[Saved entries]
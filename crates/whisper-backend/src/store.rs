//! In-memory tables and the collaborator trait implementations.

use std::collections::{BTreeMap, HashMap};
use std::sync::Arc;
use std::sync::atomic::{AtomicU64, Ordering};

use async_trait::async_trait;
use chrono::Utc;
use parking_lot::RwLock;
use tokio::sync::broadcast;
use uuid::Uuid;
use whisper_core::backend::{
    Authenticator, ChannelEvent, Directory, MediaStore, Realtime, RoomChannel,
};
use whisper_core::{
    BackendError, Message, MessageId, NewMessage, NewRoom, PresenceState, Room, RoomId, Session,
    UserId,
};

use crate::LocalChannel;

/// Broadcast buffer per room bus. A slow consumer past this lags and drops
/// the oldest events rather than blocking the writer.
const BUS_CAPACITY: usize = 64;

/// Minimum account password length accepted on sign-up.
const MIN_PASSWORD_LEN: usize = 6;

#[derive(Debug, Clone)]
struct Account {
    user_id: UserId,
    password: String,
}

#[derive(Debug, Clone)]
struct StoredObject {
    content_type: String,
    bytes: Vec<u8>,
}

#[derive(Default)]
struct State {
    /// Accounts keyed by email.
    accounts: HashMap<String, Account>,
    rooms: Vec<Room>,
    messages: Vec<Message>,
    objects: HashMap<String, StoredObject>,
    /// Per-room presence registry keyed by connection id.
    presence: HashMap<RoomId, BTreeMap<u64, PresenceState>>,
}

pub(crate) struct Inner {
    state: RwLock<State>,
    /// Per-room realtime buses, created lazily on first use.
    buses: RwLock<HashMap<RoomId, broadcast::Sender<ChannelEvent>>>,
    next_conn: AtomicU64,
    base_url: String,
}

impl Inner {
    fn bus(&self, room_id: RoomId) -> broadcast::Sender<ChannelEvent> {
        let mut buses = self.buses.write();
        buses.entry(room_id).or_insert_with(|| broadcast::channel(BUS_CAPACITY).0).clone()
    }

    pub(crate) fn broadcast(&self, room_id: RoomId, event: ChannelEvent) {
        // A send error just means nobody is subscribed right now
        let _ = self.bus(room_id).send(event);
    }

    fn presence_snapshot(&self, room_id: RoomId) -> Vec<PresenceState> {
        let state = self.state.read();
        state
            .presence
            .get(&room_id)
            .map(|entries| entries.values().cloned().collect())
            .unwrap_or_default()
    }

    /// Record a connection's presence state and push a fresh snapshot to
    /// every subscriber.
    pub(crate) fn track(&self, room_id: RoomId, conn_id: u64, presence: PresenceState) {
        {
            let mut state = self.state.write();
            state.presence.entry(room_id).or_default().insert(conn_id, presence);
        }
        let snapshot = self.presence_snapshot(room_id);
        self.broadcast(room_id, ChannelEvent::PresenceSync(snapshot));
    }

    /// Drop a connection's presence entry and push a fresh snapshot.
    pub(crate) fn untrack(&self, room_id: RoomId, conn_id: u64) {
        let removed = {
            let mut state = self.state.write();
            state
                .presence
                .get_mut(&room_id)
                .and_then(|entries| entries.remove(&conn_id))
                .is_some()
        };
        if removed {
            let snapshot = self.presence_snapshot(room_id);
            self.broadcast(room_id, ChannelEvent::PresenceSync(snapshot));
        }
    }
}

/// In-process backend: every collaborator contract, no network.
///
/// Cloning is cheap and shares the same tables, so the frontend and any
/// number of test actors can point at one instance.
#[derive(Clone)]
pub struct LocalBackend {
    inner: Arc<Inner>,
}

impl Default for LocalBackend {
    fn default() -> Self {
        Self::new()
    }
}

impl LocalBackend {
    /// Create an empty backend.
    pub fn new() -> Self {
        Self {
            inner: Arc::new(Inner {
                state: RwLock::new(State::default()),
                buses: RwLock::new(HashMap::new()),
                next_conn: AtomicU64::new(1),
                base_url: "local://chat_media".to_owned(),
            }),
        }
    }

    /// Whether an object is stored at the given path. Test inspection.
    pub fn has_object(&self, path: &str) -> bool {
        self.inner.state.read().objects.contains_key(path)
    }

    /// Stored content type for an object path, if present. Test inspection.
    pub fn object_content_type(&self, path: &str) -> Option<String> {
        self.inner.state.read().objects.get(path).map(|o| o.content_type.clone())
    }
}

#[async_trait]
impl Authenticator for LocalBackend {
    async fn sign_up(&self, email: &str, password: &str) -> Result<Session, BackendError> {
        let email = email.trim().to_lowercase();
        if email.is_empty() || !email.contains('@') {
            return Err(BackendError::validation("enter a valid email address"));
        }
        if password.len() < MIN_PASSWORD_LEN {
            return Err(BackendError::validation(format!(
                "password must be at least {MIN_PASSWORD_LEN} characters"
            )));
        }

        let mut state = self.inner.state.write();
        if state.accounts.contains_key(&email) {
            return Err(BackendError::validation("an account with this email already exists"));
        }

        let user_id = UserId(Uuid::new_v4());
        state
            .accounts
            .insert(email.clone(), Account { user_id, password: password.to_owned() });
        tracing::info!(%email, "account created");
        Ok(Session::new(user_id, email))
    }

    async fn sign_in(&self, email: &str, password: &str) -> Result<Session, BackendError> {
        let email = email.trim().to_lowercase();
        let state = self.inner.state.read();
        match state.accounts.get(&email) {
            Some(account) if account.password == password => {
                Ok(Session::new(account.user_id, email))
            },
            _ => Err(BackendError::Forbidden("invalid login credentials".into())),
        }
    }

    async fn sign_out(&self, session: &Session) -> Result<(), BackendError> {
        tracing::info!(email = %session.email, "signed out");
        Ok(())
    }
}

#[async_trait]
impl Directory for LocalBackend {
    async fn room(&self, id: RoomId) -> Result<Room, BackendError> {
        self.inner
            .state
            .read()
            .rooms
            .iter()
            .find(|r| r.id == id)
            .cloned()
            .ok_or(BackendError::NotFound("room"))
    }

    async fn rooms(&self) -> Result<Vec<Room>, BackendError> {
        let mut rooms = self.inner.state.read().rooms.clone();
        rooms.sort_by(|a, b| b.created_at.cmp(&a.created_at));
        Ok(rooms)
    }

    async fn create_room(&self, room: NewRoom, actor: &Session) -> Result<Room, BackendError> {
        let created = Room {
            id: RoomId(Uuid::new_v4()),
            name: room.name,
            password: room.password,
            owner: actor.user_id,
            member_count: 1,
            created_at: Utc::now(),
        };
        self.inner.state.write().rooms.push(created.clone());
        tracing::info!(room = %created.id, name = %created.name, "room created");
        Ok(created)
    }

    async fn delete_room(&self, id: RoomId, actor: &Session) -> Result<(), BackendError> {
        {
            let mut state = self.inner.state.write();
            let room = state
                .rooms
                .iter()
                .find(|r| r.id == id)
                .ok_or(BackendError::NotFound("room"))?;
            if room.owner != actor.user_id {
                return Err(BackendError::Forbidden("only the owner can delete a room".into()));
            }

            state.rooms.retain(|r| r.id != id);
            state.messages.retain(|m| m.room_id != id);
            state.presence.remove(&id);
        }

        // Dropping the bus closes every live subscription to this room
        self.inner.buses.write().remove(&id);
        tracing::info!(room = %id, "room deleted");
        Ok(())
    }

    async fn messages(&self, room_id: RoomId) -> Result<Vec<Message>, BackendError> {
        let mut rows: Vec<Message> = self
            .inner
            .state
            .read()
            .messages
            .iter()
            .filter(|m| m.room_id == room_id)
            .cloned()
            .collect();
        rows.sort_by(|a, b| a.created_at.cmp(&b.created_at));
        Ok(rows)
    }

    async fn insert_message(&self, message: NewMessage) -> Result<Message, BackendError> {
        let committed = {
            let mut state = self.inner.state.write();
            if !state.rooms.iter().any(|r| r.id == message.room_id) {
                return Err(BackendError::NotFound("room"));
            }

            let committed = Message {
                id: MessageId(Uuid::new_v4()),
                room_id: message.room_id,
                sender_id: message.sender_id,
                sender_email: message.sender_email,
                created_at: Utc::now(),
                body: message.body,
            };
            state.messages.push(committed.clone());
            committed
        };

        // Echo the committed row in commit order; the writer sees its own
        // message only through this echo
        self.inner.broadcast(committed.room_id, ChannelEvent::MessageInserted(committed.clone()));
        Ok(committed)
    }
}

#[async_trait]
impl MediaStore for LocalBackend {
    async fn upload(
        &self,
        path: &str,
        bytes: Vec<u8>,
        content_type: &str,
    ) -> Result<(), BackendError> {
        if path.is_empty() {
            return Err(BackendError::validation("empty object path"));
        }
        let object = StoredObject { content_type: content_type.to_owned(), bytes };
        self.inner.state.write().objects.insert(path.to_owned(), object);
        tracing::debug!(path, "object stored");
        Ok(())
    }

    fn public_url(&self, path: &str) -> String {
        format!("{}/{path}", self.inner.base_url)
    }
}

#[async_trait]
impl Realtime for LocalBackend {
    async fn attach(&self, room_id: RoomId) -> Result<Box<dyn RoomChannel>, BackendError> {
        if !self.inner.state.read().rooms.iter().any(|r| r.id == room_id) {
            return Err(BackendError::NotFound("room"));
        }

        let receiver = self.inner.bus(room_id).subscribe();
        let conn_id = self.inner.next_conn.fetch_add(1, Ordering::Relaxed);
        let snapshot = self.inner.presence_snapshot(room_id);
        Ok(Box::new(LocalChannel::new(
            Arc::clone(&self.inner),
            room_id,
            conn_id,
            receiver,
            snapshot,
        )))
    }
}
//! Terminal-agnostic keyboard input.

/// Keyboard input abstraction.
///
/// Decouples application logic from terminal libraries (crossterm, termion,
/// etc.) enabling deterministic simulation testing.
#[derive(Debug, Clone, Copy, PartialEq, Eq)]
pub enum KeyInput {
    /// Printable character.
    Char(char),
    /// Enter/Return key.
    Enter,
    /// Backspace key (delete character before cursor).
    Backspace,
    /// Delete key (delete character at cursor).
    Delete,
    /// Tab key (cycle focus).
    Tab,
    /// Escape key (back out / quit).
    Esc,
    /// Left arrow key.
    Left,
    /// Right arrow key.
    Right,
    /// Up arrow key.
    Up,
    /// Down arrow key.
    Down,
    /// Home key (cursor to start).
    Home,
    /// End key (cursor to end).
    End,
}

WORK INSTRUCTIONS> Please show each line in the records above that contains "messages".

FINAL ANSWER>
    messages: Vec<Message>,
            state.messages.retain(|m| m.room_id != id);
    async fn messages(&self, room_id: RoomId) -> Result<Vec<Message>, BackendError> {
            .messages
            state.messages.push(committed.clone());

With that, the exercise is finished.